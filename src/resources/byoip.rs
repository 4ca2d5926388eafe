//! Bring-your-own-IP prefixes.

use async_trait::async_trait;
use serde::{Deserialize, Serialize};
use serde_json::json;
use tracing::{debug, info};

use crate::client::{extract, Client};
use crate::context::OpContext;
use crate::error::ProviderError;
use crate::mapping::{flatten_blocks, normalize_region};
use crate::pagination::{list_all, ListRequest, DEFAULT_PER_PAGE};
use crate::provider::ProviderMeta;
use crate::resource::{clear_if_not_found, DataSource, Resource};
use crate::resources::set_optional_str;
use crate::schema::{Attribute, Block, NestedBlock, Schema, Validator};
use crate::state::ResourceData;
use crate::waiter::{observe, wait_for_state, StateChangeConf};

const PREFIXES_PATH: &str = "/v2/byoip_prefixes";

#[derive(Debug, Clone, Default, PartialEq, Serialize, Deserialize)]
#[serde(default)]
struct Prefix {
    uuid: String,
    prefix: String,
    region: String,
    status: String,
    advertised: bool,
    failure_reason: String,
}

/// An address allocated out of a prefix.
#[derive(Debug, Clone, Default, PartialEq, Serialize, Deserialize)]
#[serde(default)]
struct PrefixAddress {
    id: i64,
    ip_address: String,
    region: String,
    resource: String,
    assigned_at: String,
}

fn prefix_path(uuid: &str) -> String {
    format!("{}/{}", PREFIXES_PATH, uuid)
}

async fn get_prefix(ctx: &OpContext, client: &Client, uuid: &str) -> Result<Prefix, ProviderError> {
    let body = client.get(ctx, &prefix_path(uuid), &[]).await?;
    extract(&body, "byoip_prefix")
}

async fn set_advertised(
    ctx: &OpContext,
    client: &Client,
    uuid: &str,
    advertise: bool,
) -> Result<(), ProviderError> {
    debug!(uuid, advertise, "updating prefix advertisement");
    client
        .patch(ctx, &prefix_path(uuid), json!({"advertise": advertise}))
        .await
        .map(|_| ())
}

fn set_state(data: &mut ResourceData, prefix: &Prefix) {
    data.set_id(prefix.uuid.as_str());
    data.set("uuid", prefix.uuid.as_str());
    data.set("prefix", prefix.prefix.as_str());
    data.set("region", normalize_region(&prefix.region));
    data.set("status", prefix.status.as_str());
    data.set("advertised", prefix.advertised);
    set_optional_str(data, "failure_reason", &prefix.failure_reason);
}

/// `digitalocean_byoip_prefix`
#[derive(Debug, Clone, Copy, Default)]
pub struct ByoipPrefixResource;

#[async_trait]
impl Resource for ByoipPrefixResource {
    fn schema(&self) -> Schema {
        Schema::v0()
            .with_description("An IP prefix owned by the account and announced from DigitalOcean.")
            .with_attribute(
                "prefix",
                Attribute::required_string()
                    .with_force_new()
                    .with_validator(Validator::IsCidr),
            )
            .with_attribute(
                "signature",
                Attribute::required_string()
                    .with_force_new()
                    .with_validator(Validator::NoZeroValues),
            )
            .with_attribute("region", Attribute::required_string().with_force_new())
            .with_attribute("advertised", Attribute::optional_computed_bool())
            .with_attribute("uuid", Attribute::computed_string())
            .with_attribute("status", Attribute::computed_string())
            .with_attribute("failure_reason", Attribute::computed_string())
    }

    async fn create(
        &self,
        ctx: &OpContext,
        meta: &ProviderMeta,
        data: &mut ResourceData,
    ) -> Result<(), ProviderError> {
        let client = &meta.client;
        let body = json!({
            "prefix": data.require_str("prefix")?,
            "signature": data.require_str("signature")?,
            "region": normalize_region(data.require_str("region")?),
        });
        // The create response is not enveloped.
        let response = client.post(ctx, PREFIXES_PATH, body).await?;
        let created: Prefix = serde_json::from_value(response)?;
        if created.uuid.is_empty() {
            return Err(ProviderError::Sdk("prefix created without a uuid".to_string()));
        }
        info!(uuid = %created.uuid, "BYOIP prefix created, waiting for validation");
        data.set_id(created.uuid.as_str());

        let uuid = created.uuid.as_str();
        let conf = StateChangeConf::new(&["pending", "verified"], &["active"])
            .with_timeout(self.timeouts().create);
        wait_for_state(ctx, &conf, move || async move {
            observe(get_prefix(ctx, client, uuid).await, |p| p.status.clone())
        })
        .await?;

        if data.get_bool("advertised") == Some(true) {
            set_advertised(ctx, client, uuid, true).await?;
        }
        Ok(())
    }

    async fn read(
        &self,
        ctx: &OpContext,
        meta: &ProviderMeta,
        data: &mut ResourceData,
    ) -> Result<(), ProviderError> {
        match get_prefix(ctx, &meta.client, data.id()).await {
            Ok(prefix) => {
                set_state(data, &prefix);
                Ok(())
            },
            Err(err) => clear_if_not_found(err, "BYOIP prefix", data),
        }
    }

    async fn update(
        &self,
        ctx: &OpContext,
        meta: &ProviderMeta,
        data: &mut ResourceData,
    ) -> Result<(), ProviderError> {
        if !data.has_change("advertised") {
            return Ok(());
        }
        let advertise = data.get_bool("advertised").unwrap_or(false);
        set_advertised(ctx, &meta.client, data.id(), advertise).await
    }

    async fn delete(
        &self,
        ctx: &OpContext,
        meta: &ProviderMeta,
        data: &mut ResourceData,
    ) -> Result<(), ProviderError> {
        let uuid = data.id().to_string();
        let client = &meta.client;
        if let Err(err) = client.delete(ctx, &prefix_path(&uuid), &[]).await {
            return clear_if_not_found(err, "BYOIP prefix", data);
        }

        let uuid_ref = uuid.as_str();
        let conf = StateChangeConf::until_gone(&["active", "deleting", "pending", "verified"])
            .with_timeout(self.timeouts().delete);
        wait_for_state(ctx, &conf, move || async move {
            observe(get_prefix(ctx, client, uuid_ref).await, |p| p.status.clone())
        })
        .await?;
        data.clear_id();
        Ok(())
    }
}

/// `digitalocean_byoip_prefix` data source.
#[derive(Debug, Clone, Copy, Default)]
pub struct ByoipPrefixDataSource;

#[async_trait]
impl DataSource for ByoipPrefixDataSource {
    fn schema(&self) -> Schema {
        Schema::v0()
            .with_attribute(
                "uuid",
                Attribute::required_string().with_validator(Validator::NoZeroValues),
            )
            .with_attribute("prefix", Attribute::computed_string())
            .with_attribute("region", Attribute::computed_string())
            .with_attribute("status", Attribute::computed_string())
            .with_attribute("advertised", Attribute::computed_bool())
            .with_attribute("failure_reason", Attribute::computed_string())
    }

    async fn read(
        &self,
        ctx: &OpContext,
        meta: &ProviderMeta,
        data: &mut ResourceData,
    ) -> Result<(), ProviderError> {
        let prefix = get_prefix(ctx, &meta.client, data.require_str("uuid")?).await?;
        set_state(data, &prefix);
        Ok(())
    }
}

/// `digitalocean_byoip_prefix_resources`: addresses handed out from a prefix.
#[derive(Debug, Clone, Copy, Default)]
pub struct ByoipPrefixResourcesDataSource;

#[async_trait]
impl DataSource for ByoipPrefixResourcesDataSource {
    fn schema(&self) -> Schema {
        Schema::v0()
            .with_attribute(
                "byoip_prefix_uuid",
                Attribute::required_string().with_validator(Validator::NoZeroValues),
            )
            .with_block(
                "addresses",
                NestedBlock::list(
                    Block::new()
                        .with_attribute("id", Attribute::computed_int64())
                        .with_attribute("ip_address", Attribute::computed_string())
                        .with_attribute("region", Attribute::computed_string())
                        .with_attribute("resource", Attribute::computed_string())
                        .with_attribute("assigned_at", Attribute::computed_string()),
                )
                .computed(),
            )
    }

    async fn read(
        &self,
        ctx: &OpContext,
        meta: &ProviderMeta,
        data: &mut ResourceData,
    ) -> Result<(), ProviderError> {
        let uuid = data.require_str("byoip_prefix_uuid")?.to_string();
        let path = format!("{}/ips", prefix_path(&uuid));
        let request = ListRequest::new(&path, "ips").with_per_page(DEFAULT_PER_PAGE);
        let addresses =
            list_all(&meta.client, ctx, &request, |a: &PrefixAddress| a.id.to_string()).await?;
        data.set("addresses", flatten_blocks(&addresses)?);
        data.set_id(uuid);
        Ok(())
    }
}
//! NFS shares.
//!
//! Shares are region-scoped: every request carries `?region=`, and imports
//! take `<id>,<region>`. A share is created inside a bootstrap VPC
//! (`vpc_id`); `digitalocean_nfs_attachment` may later move it, so the live
//! binding is reported separately in `vpc_ids`.

use std::time::Duration;

use async_trait::async_trait;
use chrono::{DateTime, Utc};
use serde::{Deserialize, Serialize};
use serde_json::{json, Value};
use tracing::info;

use crate::attachment::{STATUS_ACTIVE, STATUS_INACTIVE};
use crate::client::{extract, Client};
use crate::context::OpContext;
use crate::error::ProviderError;
use crate::lookup::{find_one, parse_timestamp, NameFilter, Named};
use crate::mapping::{normalize_region, string_set};
use crate::pagination::{list_all, ListRequest, LOOKUP_PER_PAGE};
use crate::provider::ProviderMeta;
use crate::resource::{clear_if_not_found, parse_id_region, DataSource, Resource};
use crate::resources::region_query;
use crate::schema::{Attribute, AttributeFlags, Constraint, Schema, Validator};
use crate::state::ResourceData;
use crate::waiter::{observe, wait_for_state, StateChangeConf};

pub(crate) const SHARES_PATH: &str = "/v2/nfs";

const STATUS_CREATING: &str = "CREATING";
const STATUS_RESIZING: &str = "RESIZING";

/// Smallest share the API provisions, in GiB.
pub const MIN_SIZE_GIB: i64 = 50;

/// An NFS share as the API returns it.
#[derive(Debug, Clone, Default, PartialEq, Serialize, Deserialize)]
#[serde(default)]
pub(crate) struct NfsShare {
    pub id: String,
    pub name: String,
    pub size_gib: i64,
    pub region: String,
    pub status: String,
    pub created_at: String,
    pub vpc_ids: Vec<String>,
    pub mount_path: String,
    pub host: String,
}

impl Named for NfsShare {
    fn name(&self) -> &str {
        &self.name
    }

    fn created_at(&self) -> Option<DateTime<Utc>> {
        parse_timestamp(Some(&self.created_at))
    }
}

pub(crate) fn share_path(id: &str) -> String {
    format!("{}/{}", SHARES_PATH, id)
}

pub(crate) async fn get_share(
    ctx: &OpContext,
    client: &Client,
    id: &str,
    region: &str,
) -> Result<NfsShare, ProviderError> {
    let body = client.get(ctx, &share_path(id), &region_query(region)).await?;
    extract(&body, "share")
}

pub(crate) async fn list_shares(
    ctx: &OpContext,
    client: &Client,
    region: &str,
) -> Result<Vec<NfsShare>, ProviderError> {
    let request = ListRequest::new(SHARES_PATH, "shares")
        .with_query("region", region)
        .with_per_page(LOOKUP_PER_PAGE);
    list_all(client, ctx, &request, |s: &NfsShare| s.id.clone()).await
}

/// Submit a share action (`resize`, `attach`, `detach`, `snapshot`).
pub(crate) async fn share_action(
    ctx: &OpContext,
    client: &Client,
    id: &str,
    region: &str,
    action: &str,
    params: Value,
) -> Result<Value, ProviderError> {
    let body = json!({"type": action, "region": region, "params": params});
    client
        .post(ctx, &format!("{}/actions", share_path(id)), body)
        .await
}

fn set_state(data: &mut ResourceData, share: &NfsShare) {
    data.set_id(share.id.as_str());
    data.set("name", share.name.as_str());
    data.set("region", normalize_region(&share.region));
    data.set("size", share.size_gib);
    data.set("status", share.status.as_str());
    data.set("host", share.host.as_str());
    data.set("mount_path", share.mount_path.as_str());
    data.set("vpc_ids", string_set(share.vpc_ids.iter().cloned()));
    data.set("created_at", share.created_at.as_str());
}

/// `digitalocean_nfs`
#[derive(Debug, Clone, Copy, Default)]
pub struct NfsResource;

#[async_trait]
impl Resource for NfsResource {
    fn schema(&self) -> Schema {
        Schema::v0()
            .with_description("A managed NFS share.")
            .with_attribute(
                "name",
                Attribute::required_string()
                    .with_force_new()
                    .with_validator(Validator::NoZeroValues),
            )
            .with_attribute(
                "region",
                Attribute::required_string()
                    .with_force_new()
                    .with_validator(Validator::NoZeroValues),
            )
            .with_attribute(
                "size",
                Attribute::required_int64()
                    .with_validator(Validator::int_between(MIN_SIZE_GIB, 16384))
                    .with_description("Size in GiB. Can only be increased."),
            )
            .with_attribute(
                "vpc_id",
                Attribute::required_string()
                    .with_force_new()
                    .with_description("VPC the share is created in."),
            )
            .with_attribute(
                "vpc_ids",
                Attribute::string_set(AttributeFlags::computed())
                    .with_description("VPCs the share is currently attached to."),
            )
            .with_attribute("status", Attribute::computed_string())
            .with_attribute("host", Attribute::computed_string())
            .with_attribute("mount_path", Attribute::computed_string())
            .with_attribute("created_at", Attribute::computed_string())
    }

    fn custom_diff(&self, planned: &ResourceData) -> Result<(), ProviderError> {
        let (old, new) = planned.get_change("size");
        let old = old.and_then(Value::as_i64);
        let new = new.and_then(Value::as_i64);
        if let (Some(old), Some(new)) = (old, new) {
            if new < old {
                return Err(ProviderError::FailedPrecondition(format!(
                    "share `size` can only be expanded and not shrunk ({} -> {})",
                    old, new
                )));
            }
        }
        Ok(())
    }

    fn import_state(&self, id: &str) -> Result<ResourceData, ProviderError> {
        let (id, region) = parse_id_region(id)?;
        let mut data = ResourceData::with_id(id);
        data.set("region", region);
        Ok(data)
    }

    async fn create(
        &self,
        ctx: &OpContext,
        meta: &ProviderMeta,
        data: &mut ResourceData,
    ) -> Result<(), ProviderError> {
        let region = normalize_region(data.require_str("region")?);
        let body = json!({
            "name": data.require_str("name")?,
            "size_gib": data.get_i64("size").unwrap_or(MIN_SIZE_GIB),
            "region": region.as_str(),
            "vpc_ids": [data.require_str("vpc_id")?],
        });
        let response = meta.client.post(ctx, SHARES_PATH, body).await?;
        let share: NfsShare = extract(&response, "share")?;
        info!(id = %share.id, region = %region, "NFS share created, waiting for it to become active");
        data.set_id(share.id.as_str());

        let client = &meta.client;
        let id = share.id.as_str();
        let region = region.as_str();
        let conf = StateChangeConf::new(&[STATUS_CREATING], &[STATUS_ACTIVE])
            .with_timeout(Duration::from_secs(5 * 60));
        wait_for_state(ctx, &conf, move || async move {
            observe(get_share(ctx, client, id, region).await, |s| s.status.clone())
        })
        .await?;
        Ok(())
    }

    async fn read(
        &self,
        ctx: &OpContext,
        meta: &ProviderMeta,
        data: &mut ResourceData,
    ) -> Result<(), ProviderError> {
        let region = normalize_region(data.require_str("region")?);
        match get_share(ctx, &meta.client, data.id(), &region).await {
            Ok(share) => {
                set_state(data, &share);
                if !data.is_set("vpc_id") {
                    if let Some(vpc_id) = share.vpc_ids.first() {
                        data.set("vpc_id", vpc_id.as_str());
                    }
                }
                Ok(())
            },
            Err(err) => clear_if_not_found(err, "NFS share", data),
        }
    }

    async fn update(
        &self,
        ctx: &OpContext,
        meta: &ProviderMeta,
        data: &mut ResourceData,
    ) -> Result<(), ProviderError> {
        if !data.has_change("size") {
            return Ok(());
        }
        let size = data
            .get_i64("size")
            .ok_or_else(|| ProviderError::Validation("Missing required attribute 'size'".to_string()))?;
        let region = normalize_region(data.require_str("region")?);
        let id = data.id().to_string();
        let client = &meta.client;

        share_action(ctx, client, &id, &region, "resize", json!({"size_gib": size})).await?;
        info!(id = %id, size, "NFS share resize requested");

        let (id, region) = (id.as_str(), region.as_str());
        let conf = StateChangeConf::new(&[STATUS_RESIZING], &[STATUS_ACTIVE])
            .with_timeout(Duration::from_secs(5 * 60));
        wait_for_state(ctx, &conf, move || async move {
            observe(get_share(ctx, client, id, region).await, |s| {
                if s.status == STATUS_ACTIVE && s.size_gib != size {
                    STATUS_RESIZING.to_string()
                } else {
                    s.status.clone()
                }
            })
        })
        .await?;
        Ok(())
    }

    async fn delete(
        &self,
        ctx: &OpContext,
        meta: &ProviderMeta,
        data: &mut ResourceData,
    ) -> Result<(), ProviderError> {
        let region = normalize_region(data.require_str("region")?);
        let id = data.id().to_string();
        let client = &meta.client;

        if let Err(err) = client.delete(ctx, &share_path(&id), &region_query(&region)).await {
            return clear_if_not_found(err, "NFS share", data);
        }

        let (id_ref, region_ref) = (id.as_str(), region.as_str());
        let conf = StateChangeConf::until_gone(&[STATUS_ACTIVE, STATUS_INACTIVE, "DELETING"]);
        wait_for_state(ctx, &conf, move || async move {
            observe(get_share(ctx, client, id_ref, region_ref).await, |s| s.status.clone())
        })
        .await?;
        info!(id = %id, "NFS share deleted");
        data.clear_id();
        Ok(())
    }
}

/// `digitalocean_nfs` data source: by id or by name within a region.
#[derive(Debug, Clone, Copy, Default)]
pub struct NfsDataSource;

#[async_trait]
impl DataSource for NfsDataSource {
    fn schema(&self) -> Schema {
        Schema::v0()
            .with_attribute("id", Attribute::optional_computed_string())
            .with_attribute("name", Attribute::optional_computed_string())
            .with_attribute("region", Attribute::required_string())
            .with_attribute("size", Attribute::computed_int64())
            .with_attribute("status", Attribute::computed_string())
            .with_attribute("host", Attribute::computed_string())
            .with_attribute("mount_path", Attribute::computed_string())
            .with_attribute("vpc_ids", Attribute::string_set(AttributeFlags::computed()))
            .with_attribute("created_at", Attribute::computed_string())
            .with_constraint(Constraint::exactly_one_of(["id", "name"]))
    }

    async fn read(
        &self,
        ctx: &OpContext,
        meta: &ProviderMeta,
        data: &mut ResourceData,
    ) -> Result<(), ProviderError> {
        let region = normalize_region(data.require_str("region")?);
        let share = match data.get_str("id").filter(|s| !s.is_empty()) {
            Some(id) => get_share(ctx, &meta.client, id, &region).await?,
            None => {
                let filter = NameFilter::Exact(data.require_str("name")?.to_string());
                let shares = list_shares(ctx, &meta.client, &region).await?;
                find_one(shares, "NFS share", &filter, false)?
            },
        };
        set_state(data, &share);
        Ok(())
    }
}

§ **Work item**
Within the entries above, work out the number of lines that include the string "NestedBlock" and give only that.

§ **Problem solution**
2